[Data to process]

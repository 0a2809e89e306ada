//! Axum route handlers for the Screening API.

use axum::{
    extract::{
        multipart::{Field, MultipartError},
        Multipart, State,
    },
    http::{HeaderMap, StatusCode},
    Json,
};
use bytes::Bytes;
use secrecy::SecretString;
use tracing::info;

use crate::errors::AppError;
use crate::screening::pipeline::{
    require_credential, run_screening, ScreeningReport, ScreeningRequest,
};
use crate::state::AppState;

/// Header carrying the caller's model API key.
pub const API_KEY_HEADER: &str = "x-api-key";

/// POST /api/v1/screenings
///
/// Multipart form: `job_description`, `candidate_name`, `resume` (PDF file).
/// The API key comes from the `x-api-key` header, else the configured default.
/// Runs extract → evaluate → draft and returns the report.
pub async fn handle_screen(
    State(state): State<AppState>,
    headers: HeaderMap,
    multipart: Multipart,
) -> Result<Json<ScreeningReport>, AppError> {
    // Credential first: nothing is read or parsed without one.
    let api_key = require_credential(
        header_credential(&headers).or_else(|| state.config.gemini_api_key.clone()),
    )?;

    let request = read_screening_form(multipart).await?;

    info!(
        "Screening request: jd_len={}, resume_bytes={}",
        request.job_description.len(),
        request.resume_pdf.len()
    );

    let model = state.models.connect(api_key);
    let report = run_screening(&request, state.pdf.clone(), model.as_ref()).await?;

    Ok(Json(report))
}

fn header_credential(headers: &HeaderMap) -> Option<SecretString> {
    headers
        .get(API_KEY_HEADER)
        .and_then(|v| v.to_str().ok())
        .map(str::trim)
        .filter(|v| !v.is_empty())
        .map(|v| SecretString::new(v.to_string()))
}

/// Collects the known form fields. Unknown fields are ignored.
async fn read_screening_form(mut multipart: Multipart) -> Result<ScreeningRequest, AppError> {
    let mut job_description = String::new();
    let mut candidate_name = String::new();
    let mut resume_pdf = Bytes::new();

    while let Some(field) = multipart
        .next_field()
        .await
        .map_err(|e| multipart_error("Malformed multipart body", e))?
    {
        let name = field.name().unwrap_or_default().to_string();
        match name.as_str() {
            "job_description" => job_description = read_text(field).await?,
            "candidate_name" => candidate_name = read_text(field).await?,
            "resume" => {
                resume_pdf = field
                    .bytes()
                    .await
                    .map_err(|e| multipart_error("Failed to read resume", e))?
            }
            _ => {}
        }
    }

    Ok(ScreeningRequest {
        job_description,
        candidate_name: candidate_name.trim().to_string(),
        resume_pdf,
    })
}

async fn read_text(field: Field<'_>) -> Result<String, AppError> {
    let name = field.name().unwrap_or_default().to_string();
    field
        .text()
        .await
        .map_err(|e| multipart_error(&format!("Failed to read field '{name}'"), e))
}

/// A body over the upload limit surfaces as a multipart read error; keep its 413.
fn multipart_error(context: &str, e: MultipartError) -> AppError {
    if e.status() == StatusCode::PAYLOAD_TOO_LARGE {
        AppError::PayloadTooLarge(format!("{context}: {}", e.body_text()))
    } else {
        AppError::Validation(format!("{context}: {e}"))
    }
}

[/Data to process]

The records above should be printed in full, exactly as they appear.

Solution:
repository 0a2809e89e306ada
//! Axum route handlers for the Screening API.

use axum::{
    extract::{
        multipart::{Field, MultipartError},
        Multipart, State,
    },
    http::{HeaderMap, StatusCode},
    Json,
};
use bytes::Bytes;
use secrecy::SecretString;
use tracing::info;

use crate::errors::AppError;
use crate::screening::pipeline::{
    require_credential, run_screening, ScreeningReport, ScreeningRequest,
};
use crate::state::AppState;

/// Header carrying the caller's model API key.
pub const API_KEY_HEADER: &str = "x-api-key";

/// POST /api/v1/screenings
///
/// Multipart form: `job_description`, `candidate_name`, `resume` (PDF file).
/// The API key comes from the `x-api-key` header, else the configured default.
/// Runs extract → evaluate → draft and returns the report.
pub async fn handle_screen(
    State(state): State<AppState>,
    headers: HeaderMap,
    multipart: Multipart,
) -> Result<Json<ScreeningReport>, AppError> {
    // Credential first: nothing is read or parsed without one.
    let api_key = require_credential(
        header_credential(&headers).or_else(|| state.config.gemini_api_key.clone()),
    )?;

    let request = read_screening_form(multipart).await?;

    info!(
        "Screening request: jd_len={}, resume_bytes={}",
        request.job_description.len(),
        request.resume_pdf.len()
    );

    let model = state.models.connect(api_key);
    let report = run_screening(&request, state.pdf.clone(), model.as_ref()).await?;

    Ok(Json(report))
}

fn header_credential(headers: &HeaderMap) -> Option<SecretString> {
    headers
        .get(API_KEY_HEADER)
        .and_then(|v| v.to_str().ok())
        .map(str::trim)
        .filter(|v| !v.is_empty())
        .map(|v| SecretString::new(v.to_string()))
}

/// Collects the known form fields. Unknown fields are ignored.
async fn read_screening_form(mut multipart: Multipart) -> Result<ScreeningRequest, AppError> {
    let mut job_description = String::new();
    let mut candidate_name = String::new();
    let mut resume_pdf = Bytes::new();

    while let Some(field) = multipart
        .next_field()
        .await
        .map_err(|e| multipart_error("Malformed multipart body", e))?
    {
        let name = field.name().unwrap_or_default().to_string();
        match name.as_str() {
            "job_description" => job_description = read_text(field).await?,
            "candidate_name" => candidate_name = read_text(field).await?,
            "resume" => {
                resume_pdf = field
                    .bytes()
                    .await
                    .map_err(|e| multipart_error("Failed to read resume", e))?
            }
            _ => {}
        }
    }

    Ok(ScreeningRequest {
        job_description,
        candidate_name: candidate_name.trim().to_string(),
        resume_pdf,
    })
}

async fn read_text(field: Field<'_>) -> Result<String, AppError> {
    let name = field.name().unwrap_or_default().to_string();
    field
        .text()
        .await
        .map_err(|e| multipart_error(&format!("Failed to read field '{name}'"), e))
}

/// A body over the upload limit surfaces as a multipart read error; keep its 413.
fn multipart_error(context: &str, e: MultipartError) -> AppError {
    if e.status() == StatusCode::PAYLOAD_TOO_LARGE {
        AppError::PayloadTooLarge(format!("{context}: {}", e.body_text()))
    } else {
        AppError::Validation(format!("{context}: {e}"))
    }
}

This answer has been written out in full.